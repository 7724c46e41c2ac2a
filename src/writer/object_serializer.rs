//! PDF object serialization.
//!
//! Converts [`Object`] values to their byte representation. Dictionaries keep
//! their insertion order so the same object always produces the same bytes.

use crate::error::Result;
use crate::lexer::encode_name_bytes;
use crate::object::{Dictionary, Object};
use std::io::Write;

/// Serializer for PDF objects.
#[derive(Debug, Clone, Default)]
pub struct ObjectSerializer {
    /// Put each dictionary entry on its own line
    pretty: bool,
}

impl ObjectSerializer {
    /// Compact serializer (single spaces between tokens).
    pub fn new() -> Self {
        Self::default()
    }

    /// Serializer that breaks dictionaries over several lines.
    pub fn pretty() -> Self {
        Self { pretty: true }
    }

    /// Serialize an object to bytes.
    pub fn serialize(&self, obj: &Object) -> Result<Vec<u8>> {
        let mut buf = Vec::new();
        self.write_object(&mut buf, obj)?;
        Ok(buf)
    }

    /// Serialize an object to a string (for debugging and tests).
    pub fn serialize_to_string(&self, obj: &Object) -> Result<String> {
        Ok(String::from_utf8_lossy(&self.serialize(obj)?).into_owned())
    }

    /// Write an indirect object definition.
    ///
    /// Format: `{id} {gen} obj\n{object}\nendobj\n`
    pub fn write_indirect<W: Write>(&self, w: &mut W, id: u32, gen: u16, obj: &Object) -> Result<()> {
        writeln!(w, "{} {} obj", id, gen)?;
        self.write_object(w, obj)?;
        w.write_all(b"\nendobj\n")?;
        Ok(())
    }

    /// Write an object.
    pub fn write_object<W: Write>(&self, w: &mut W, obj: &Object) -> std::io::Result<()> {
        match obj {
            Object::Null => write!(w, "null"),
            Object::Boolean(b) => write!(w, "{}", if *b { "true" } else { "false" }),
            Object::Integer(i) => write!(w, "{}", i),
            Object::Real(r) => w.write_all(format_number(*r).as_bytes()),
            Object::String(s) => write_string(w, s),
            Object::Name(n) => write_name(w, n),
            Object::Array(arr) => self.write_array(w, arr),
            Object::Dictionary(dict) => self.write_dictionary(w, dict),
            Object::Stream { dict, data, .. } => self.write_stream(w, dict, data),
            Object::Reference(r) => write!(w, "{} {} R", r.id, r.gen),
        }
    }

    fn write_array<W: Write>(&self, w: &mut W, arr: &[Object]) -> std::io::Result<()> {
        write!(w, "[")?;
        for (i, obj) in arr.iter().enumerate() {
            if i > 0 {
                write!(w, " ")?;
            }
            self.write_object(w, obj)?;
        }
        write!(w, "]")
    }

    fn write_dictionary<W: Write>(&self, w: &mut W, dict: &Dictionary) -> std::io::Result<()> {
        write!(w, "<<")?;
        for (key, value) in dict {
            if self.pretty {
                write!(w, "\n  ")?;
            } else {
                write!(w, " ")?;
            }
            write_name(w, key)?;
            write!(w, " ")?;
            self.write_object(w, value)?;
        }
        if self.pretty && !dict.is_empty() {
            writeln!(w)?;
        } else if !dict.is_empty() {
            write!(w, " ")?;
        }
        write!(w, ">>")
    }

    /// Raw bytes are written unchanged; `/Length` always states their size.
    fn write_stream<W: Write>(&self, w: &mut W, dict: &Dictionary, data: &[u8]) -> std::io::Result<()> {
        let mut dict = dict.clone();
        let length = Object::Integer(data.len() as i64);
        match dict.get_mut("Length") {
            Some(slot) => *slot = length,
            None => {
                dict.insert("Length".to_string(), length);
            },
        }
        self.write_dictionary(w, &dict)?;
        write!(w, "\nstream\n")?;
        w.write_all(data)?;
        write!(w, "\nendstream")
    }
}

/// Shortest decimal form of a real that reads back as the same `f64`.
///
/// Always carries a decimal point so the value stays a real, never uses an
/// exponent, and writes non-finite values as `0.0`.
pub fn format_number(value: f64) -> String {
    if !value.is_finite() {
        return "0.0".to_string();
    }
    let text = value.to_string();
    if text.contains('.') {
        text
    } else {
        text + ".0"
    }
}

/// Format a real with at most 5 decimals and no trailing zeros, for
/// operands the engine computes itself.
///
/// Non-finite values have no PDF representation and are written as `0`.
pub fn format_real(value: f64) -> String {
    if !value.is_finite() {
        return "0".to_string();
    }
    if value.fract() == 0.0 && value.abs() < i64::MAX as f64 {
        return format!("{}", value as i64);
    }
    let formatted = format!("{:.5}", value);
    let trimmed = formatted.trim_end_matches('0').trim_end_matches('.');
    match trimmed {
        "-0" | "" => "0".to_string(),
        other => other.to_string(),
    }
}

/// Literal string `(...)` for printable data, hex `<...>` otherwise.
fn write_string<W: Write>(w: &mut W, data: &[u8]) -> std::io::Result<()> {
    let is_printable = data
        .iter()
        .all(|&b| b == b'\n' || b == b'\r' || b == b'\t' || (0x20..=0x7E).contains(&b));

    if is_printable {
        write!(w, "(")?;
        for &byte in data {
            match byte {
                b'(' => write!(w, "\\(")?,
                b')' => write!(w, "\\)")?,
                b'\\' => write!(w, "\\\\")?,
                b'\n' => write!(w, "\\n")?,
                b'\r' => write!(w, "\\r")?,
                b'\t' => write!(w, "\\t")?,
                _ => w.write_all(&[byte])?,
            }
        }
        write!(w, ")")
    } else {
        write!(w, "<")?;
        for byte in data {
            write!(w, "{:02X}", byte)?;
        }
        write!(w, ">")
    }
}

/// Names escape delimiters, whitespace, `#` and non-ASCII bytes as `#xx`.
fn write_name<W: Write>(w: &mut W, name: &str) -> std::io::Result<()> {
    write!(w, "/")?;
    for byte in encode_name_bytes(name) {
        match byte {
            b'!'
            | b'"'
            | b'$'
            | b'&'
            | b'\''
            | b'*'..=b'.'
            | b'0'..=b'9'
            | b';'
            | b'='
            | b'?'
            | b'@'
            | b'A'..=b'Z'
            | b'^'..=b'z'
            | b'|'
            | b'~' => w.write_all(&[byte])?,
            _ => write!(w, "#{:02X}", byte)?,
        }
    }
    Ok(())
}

● ● ● ● ● ● ●

What to work on » For each line above that holds the string "trimmed", provide a copy of that line.

Response box »
    let trimmed = formatted.trim_end_matches('0').trim_end_matches('.');
    match trimmed {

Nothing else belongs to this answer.